§ **Problem details**: Check each line of the material for the string "PlannerCounters", then give only how many lines have it.

━━━━━ Material for this task ━━━━━

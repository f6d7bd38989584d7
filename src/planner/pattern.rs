//! Pattern generation for one macrocycle segment (spec.md §4.C.1).
//!
//! Three families are supported, each consuming the same parameter set:
//! a uniformly-random Fisher-Yates permutation (RNDP), the natural
//! (optionally reversed) finger order (Sequential), or a pattern that is
//! always mirrored across hands but whose per-hand order may be either
//! natural or random (Mirrored).

use crate::rng::RandomSource;
use heapless::Vec;

/// Hardware-specific upper bound on finger count (spec.md §6: "4-5").
pub const MAX_FINGERS: usize = 5;

#[derive(Clone, Copy, PartialEq, Eq, Debug)]
pub enum PatternKind {
    RandomPermutation,
    Sequential { reversed: bool },
    Mirrored { randomized: bool },
}

#[derive(Clone, Copy, Debug)]
pub struct PatternParams {
    pub num_fingers: usize,
    pub burst_on_ms: u16,
    pub burst_off_ms: u16,
    /// Fractional jitter bound, e.g. `0.1` for +/-10%.
    pub jitter_fraction: f32,
    /// Whether the contralateral hand mirrors the primary hand's order.
    pub mirrored: bool,
}

impl PatternParams {
    /// Total span of one full pattern across all fingers: `n * (on + off)`.
    /// Also the basis for the planner's relax window (spec.md §4.C.4).
    pub fn inter_burst_ms(&self) -> u32 {
        self.num_fingers as u32 * (self.burst_on_ms as u32 + self.burst_off_ms as u32)
    }

    fn step_spacing_ms(&self) -> u32 {
        self.burst_on_ms as u32 + self.burst_off_ms as u32
    }
}

pub struct GeneratedPattern {
    /// Finger order for the hand the macrocycle was generated for.
    pub primary_fingers: Vec<u8, MAX_FINGERS>,
    /// Finger order for the contralateral hand.
    pub secondary_fingers: Vec<u8, MAX_FINGERS>,
    /// Cumulative, jittered offset (ms) of each step from the start of this pattern.
    pub step_times_ms: Vec<u16, MAX_FINGERS>,
}

/// Fisher-Yates shuffle of `0..n` in place.
fn shuffled_order<R: RandomSource>(n: usize, rng: &mut R) -> Vec<u8, MAX_FINGERS> {
    let mut order: Vec<u8, MAX_FINGERS> = (0..n as u8).collect();
    for i in (1..order.len()).rev() {
        let j = rng.next_below((i + 1) as u32) as usize;
        order.swap(i, j);
    }
    order
}

fn natural_order(n: usize, reversed: bool) -> Vec<u8, MAX_FINGERS> {
    let mut order: Vec<u8, MAX_FINGERS> = (0..n as u8).collect();
    if reversed {
        order.reverse();
    }
    order
}

/// Jittered, cumulative step times for `n` steps spaced `step_spacing_ms` apart.
fn jittered_step_times<R: RandomSource>(
    n: usize,
    step_spacing_ms: u32,
    jitter_fraction: f32,
    rng: &mut R,
) -> Vec<u16, MAX_FINGERS> {
    let mut times: Vec<u16, MAX_FINGERS> = Vec::new();
    let mut cumulative: u32 = 0;
    for i in 0..n {
        if i > 0 {
            let jitter = rng.next_signed_unit() * jitter_fraction;
            let jittered = (step_spacing_ms as f32 * (1.0 + jitter)).max(0.0);
            cumulative += jittered as u32;
        }
        let _ = times.push(cumulative.min(u16::MAX as u32) as u16);
    }
    times
}

pub fn generate<R: RandomSource>(
    kind: PatternKind,
    params: &PatternParams,
    rng: &mut R,
) -> GeneratedPattern {
    let n = params.num_fingers.min(MAX_FINGERS);

    let (primary_fingers, secondary_fingers) = match kind {
        PatternKind::RandomPermutation => {
            let primary = shuffled_order(n, rng);
            let secondary = if params.mirrored {
                primary.clone()
            } else {
                shuffled_order(n, rng)
            };
            (primary, secondary)
        }
        PatternKind::Sequential { reversed } => {
            let primary = natural_order(n, reversed);
            let secondary = if params.mirrored {
                primary.clone()
            } else {
                natural_order(n, !reversed)
            };
            (primary, secondary)
        }
        PatternKind::Mirrored { randomized } => {
            let primary = if randomized {
                shuffled_order(n, rng)
            } else {
                natural_order(n, false)
            };
            (primary.clone(), primary)
        }
    };

    let step_times_ms = jittered_step_times(n, params.step_spacing_ms(), params.jitter_fraction, rng);

    GeneratedPattern { primary_fingers, secondary_fingers, step_times_ms }
}

#[cfg(test)]
mod tests {
    use super::*;
    use crate::rng::SplitMix64;

    #[test]
    fn random_permutation_covers_all_fingers_exactly_once() {
        let mut rng = SplitMix64::new(1);
        let params = PatternParams {
            num_fingers: 4,
            burst_on_ms: 50,
            burst_off_ms: 50,
            jitter_fraction: 0.0,
            mirrored: true,
        };
        let pattern = generate(PatternKind::RandomPermutation, &params, &mut rng);
        let mut seen = pattern.primary_fingers.clone();
        seen.sort_unstable();
        assert_eq!(seen.as_slice(), &[0, 1, 2, 3]);
    }

    #[test]
    fn mirrored_true_gives_identical_contralateral_order() {
        let mut rng = SplitMix64::new(2);
        let params = PatternParams {
            num_fingers: 4,
            burst_on_ms: 50,
            burst_off_ms: 50,
            jitter_fraction: 0.0,
            mirrored: true,
        };
        let pattern = generate(PatternKind::RandomPermutation, &params, &mut rng);
        assert_eq!(pattern.primary_fingers, pattern.secondary_fingers);
    }

    #[test]
    fn sequential_is_natural_order_unless_reversed() {
        let mut rng = SplitMix64::new(3);
        let params = PatternParams {
            num_fingers: 4,
            burst_on_ms: 50,
            burst_off_ms: 50,
            jitter_fraction: 0.0,
            mirrored: false,
        };
        let pattern = generate(PatternKind::Sequential { reversed: false }, &params, &mut rng);
        assert_eq!(pattern.primary_fingers.as_slice(), &[0, 1, 2, 3]);
        assert_eq!(pattern.secondary_fingers.as_slice(), &[3, 2, 1, 0]);
    }

    #[test]
    fn step_times_are_non_decreasing_and_start_at_zero() {
        let mut rng = SplitMix64::new(4);
        let params = PatternParams {
            num_fingers: 5,
            burst_on_ms: 30,
            burst_off_ms: 20,
            jitter_fraction: 0.2,
            mirrored: true,
        };
        let pattern = generate(PatternKind::RandomPermutation, &params, &mut rng);
        assert_eq!(pattern.step_times_ms[0], 0);
        for pair in pattern.step_times_ms.windows(2) {
            assert!(pair[1] >= pair[0]);
        }
    }

    #[test]
    fn inter_burst_ms_is_n_times_on_plus_off() {
        let params = PatternParams {
            num_fingers: 4,
            burst_on_ms: 50,
            burst_off_ms: 30,
            jitter_fraction: 0.0,
            mirrored: true,
        };
        assert_eq!(params.inter_burst_ms(), 4 * (50 + 30));
    }
}
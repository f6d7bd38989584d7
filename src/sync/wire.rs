//! PING/PONG wire format (spec.md §6):
//!
//! ```text
//! PING:<seq>|<t1_high>|<t1_low>
//! PONG:<seq>|<t2_high>|<t2_low>|<t3_high>|<t3_low>
//! ```
//!
//! 64-bit timestamps are split high/low because the serializer is
//! 32-bit-oriented; the combined value is `(high << 32) | low`. Parsing is
//! rejectful: any malformed field fails the whole message, never partially
//! applies it.

use crate::config::wire::FRAMING_BYTE;
use crate::error::RejectReason;
use core::fmt::Write as _;
use heapless::String;

pub type WireSeq = u32;

#[derive(Clone, Copy, PartialEq, Debug)]
pub struct Ping {
    pub seq: WireSeq,
    pub t1: u64,
}

#[derive(Clone, Copy, PartialEq, Debug)]
pub struct Pong {
    pub seq: WireSeq,
    pub t2: u64,
    pub t3: u64,
}

const MAX_MESSAGE_LEN: usize = 96;

fn split_hi_lo(t: u64) -> (u32, u32) {
    ((t >> 32) as u32, t as u32)
}

fn join_hi_lo(hi: u32, lo: u32) -> u64 {
    (u64::from(hi) << 32) | u64::from(lo)
}

impl Ping {
    pub fn serialize(&self) -> String<MAX_MESSAGE_LEN> {
        let (hi, lo) = split_hi_lo(self.t1);
        let mut out = String::new();
        let _ = write!(out, "PING:{}|{}|{}", self.seq, hi, lo);
        let _ = out.push(FRAMING_BYTE as char);
        out
    }

    pub fn parse(line: &str) -> Result<Ping, RejectReason> {
        let body = line.strip_prefix("PING:").ok_or(RejectReason::Malformed)?;
        let mut fields = body.split('|');
        let seq = next_u32(&mut fields)?;
        let hi = next_u32(&mut fields)?;
        let lo = next_u32(&mut fields)?;
        if fields.next().is_some() {
            return Err(RejectReason::Malformed);
        }
        Ok(Ping { seq, t1: join_hi_lo(hi, lo) })
    }
}

impl Pong {
    pub fn serialize(&self) -> String<MAX_MESSAGE_LEN> {
        let (t2_hi, t2_lo) = split_hi_lo(self.t2);
        let (t3_hi, t3_lo) = split_hi_lo(self.t3);
        let mut out = String::new();
        let _ = write!(
            out,
            "PONG:{}|{}|{}|{}|{}",
            self.seq, t2_hi, t2_lo, t3_hi, t3_lo
        );
        let _ = out.push(FRAMING_BYTE as char);
        out
    }

    pub fn parse(line: &str) -> Result<Pong, RejectReason> {
        let body = line.strip_prefix("PONG:").ok_or(RejectReason::Malformed)?;
        let mut fields = body.split('|');
        let seq = next_u32(&mut fields)?;
        let t2_hi = next_u32(&mut fields)?;
        let t2_lo = next_u32(&mut fields)?;
        let t3_hi = next_u32(&mut fields)?;
        let t3_lo = next_u32(&mut fields)?;
        if fields.next().is_some() {
            return Err(RejectReason::Malformed);
        }
        Ok(Pong {
            seq,
            t2: join_hi_lo(t2_hi, t2_lo),
            t3: join_hi_lo(t3_hi, t3_lo),
        })
    }
}

fn next_u32<'a>(fields: &mut impl Iterator<Item = &'a str>) -> Result<u32, RejectReason> {
    fields
        .next()
        .ok_or(RejectReason::Malformed)?
        .trim_end_matches(FRAMING_BYTE as char)
        .parse()
        .map_err(|_| RejectReason::Malformed)
}

#[cfg(test)]
mod tests {
    use super::*;

    #[test]
    fn ping_round_trips() {
        let ping = Ping { seq: 7, t1: 0x1_0000_0005 };
        let wire = ping.serialize();
        let parsed = Ping::parse(wire.trim_end_matches(FRAMING_BYTE as char)).unwrap();
        assert_eq!(parsed, ping);
    }

    #[test]
    fn pong_round_trips() {
        let pong = Pong { seq: 99, t2: 1_005_000, t3: 1_010_000 };
        let wire = pong.serialize();
        let parsed = Pong::parse(wire.trim_end_matches(FRAMING_BYTE as char)).unwrap();
        assert_eq!(parsed, pong);
    }

    #[test]
    fn rejects_malformed_field_count() {
        assert!(Ping::parse("PING:1|2").is_err());
        assert!(Pong::parse("PONG:1|2|3|4").is_err());
    }

    #[test]
    fn rejects_non_numeric_field() {
        assert!(Ping::parse("PING:x|2|3").is_err());
    }

    #[test]
    fn rejects_wrong_prefix() {
        assert!(Ping::parse("PONG:1|2|3").is_err());
    }
}
//! Non-fatal error categories and their counters (spec.md §7).
//!
//! No recoverable error is propagated up to the mobile app; each category
//! is just a saturating counter the owning component exposes read-only.
//! Counters are split per component rather than pooled into one struct,
//! mirroring spec.md §3's ownership rule (the synchronizer owns its ring
//! and drift estimate, the planner owns its macrocycle, the scheduler owns
//! its pending queue) — the same component that owns the state that can go
//! wrong owns the counter that records it going wrong.

/// Why an inbound message or sample was rejected.
#[derive(Clone, Copy, PartialEq, Eq, Debug)]
#[cfg_attr(not(test), derive(defmt::Format))]
pub enum RejectReason {
    /// Bad field count, non-numeric field, or missing field.
    Malformed,
    /// RTT above [`crate::config::sync::RTT_QUALITY_THRESHOLD_US`].
    PoorRtt,
    /// Offset deviates from the current median beyond the outlier bound.
    OffsetOutlier,
    /// A PONG referencing a sequence id with no matching in-flight PING.
    UnknownPingSequence,
    /// `sequence_id` not strictly greater than the last accepted one.
    StaleSequence,
    /// Computed local fire time is already in the past by more than the grace window.
    PastDue,
    /// Conversion or macrocycle start attempted before sync is valid.
    SyncNotValid,
}

/// Counters owned by [`crate::sync::Synchronizer`].
#[derive(Clone, Copy, PartialEq, Eq, Debug, Default)]
#[cfg_attr(not(test), derive(defmt::Format))]
pub struct SyncCounters {
    pub poor_rtt_samples: u32,
    pub offset_outliers: u32,
    pub latency_outliers: u32,
    pub unknown_pong_sequence: u32,
}

impl SyncCounters {
    pub const fn new() -> Self {
        Self { poor_rtt_samples: 0, offset_outliers: 0, latency_outliers: 0, unknown_pong_sequence: 0 }
    }
}

/// Counters owned by [`crate::planner::Planner`].
#[derive(Clone, Copy, PartialEq, Eq, Debug, Default)]
#[cfg_attr(not(test), derive(defmt::Format))]
pub struct PlannerCounters {
    pub malformed_macrocycles: u32,
    pub stale_macrocycles: u32,
    pub dropped_events_on_receipt: u32,
    pub peer_missed_macrocycles: u32,
}

impl PlannerCounters {
    pub const fn new() -> Self {
        Self {
            malformed_macrocycles: 0,
            stale_macrocycles: 0,
            dropped_events_on_receipt: 0,
            peer_missed_macrocycles: 0,
        }
    }
}

/// Counters owned by [`crate::scheduler::Scheduler`].
#[derive(Clone, Copy, PartialEq, Eq, Debug, Default)]
#[cfg_attr(not(test), derive(defmt::Format))]
pub struct SchedulerCounters {
    pub past_due_events_dropped: u32,
    pub motor_driver_failures: u32,
    pub timer_arm_failures: u32,
}

impl SchedulerCounters {
    pub const fn new() -> Self {
        Self { past_due_events_dropped: 0, motor_driver_failures: 0, timer_arm_failures: 0 }
    }
}

/// Aggregate snapshot of all counters, for a single read-only status report
/// upward (e.g. to the phone app via the session state machine).
#[derive(Clone, Copy, PartialEq, Eq, Debug, Default)]
#[cfg_attr(not(test), derive(defmt::Format))]
pub struct Counters {
    pub sync: SyncCounters,
    pub planner: PlannerCounters,
    pub scheduler: SchedulerCounters,
}
//! Core timing engine for a pair of bilateral haptic therapy gloves.
//!
//! This crate is the part of the firmware that has to be right: a PTP-style
//! clock synchronizer between PRIMARY and SECONDARY devices, a macrocycle
//! planner that turns a therapy profile into a batch of timed haptic events,
//! and a hardware-timer-driven scheduler that fires them without blocking
//! the wireless stack. Everything else (transport framing, motor driver,
//! profile storage, the phone-facing command parser, session state machine)
//! is a collaborator reached only through the capability traits in
//! [`capability`].
//!
//! Built `no_std` for the firmware target; built against `std` under
//! `cargo test` so the PTP math, wire formats, and scheduling logic can be
//! exercised on the host.
#![cfg_attr(not(test), no_std)]

pub mod capability;
pub mod clock;
pub mod config;
pub mod error;
pub mod planner;
pub mod rng;
pub mod scheduler;
pub mod sync;
pub mod time;

pub use clock::MonotonicClock;
pub use error::Counters;
pub use planner::Planner;
pub use scheduler::Scheduler;
pub use sync::Synchronizer;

━━━━━

§ **Response box**: 3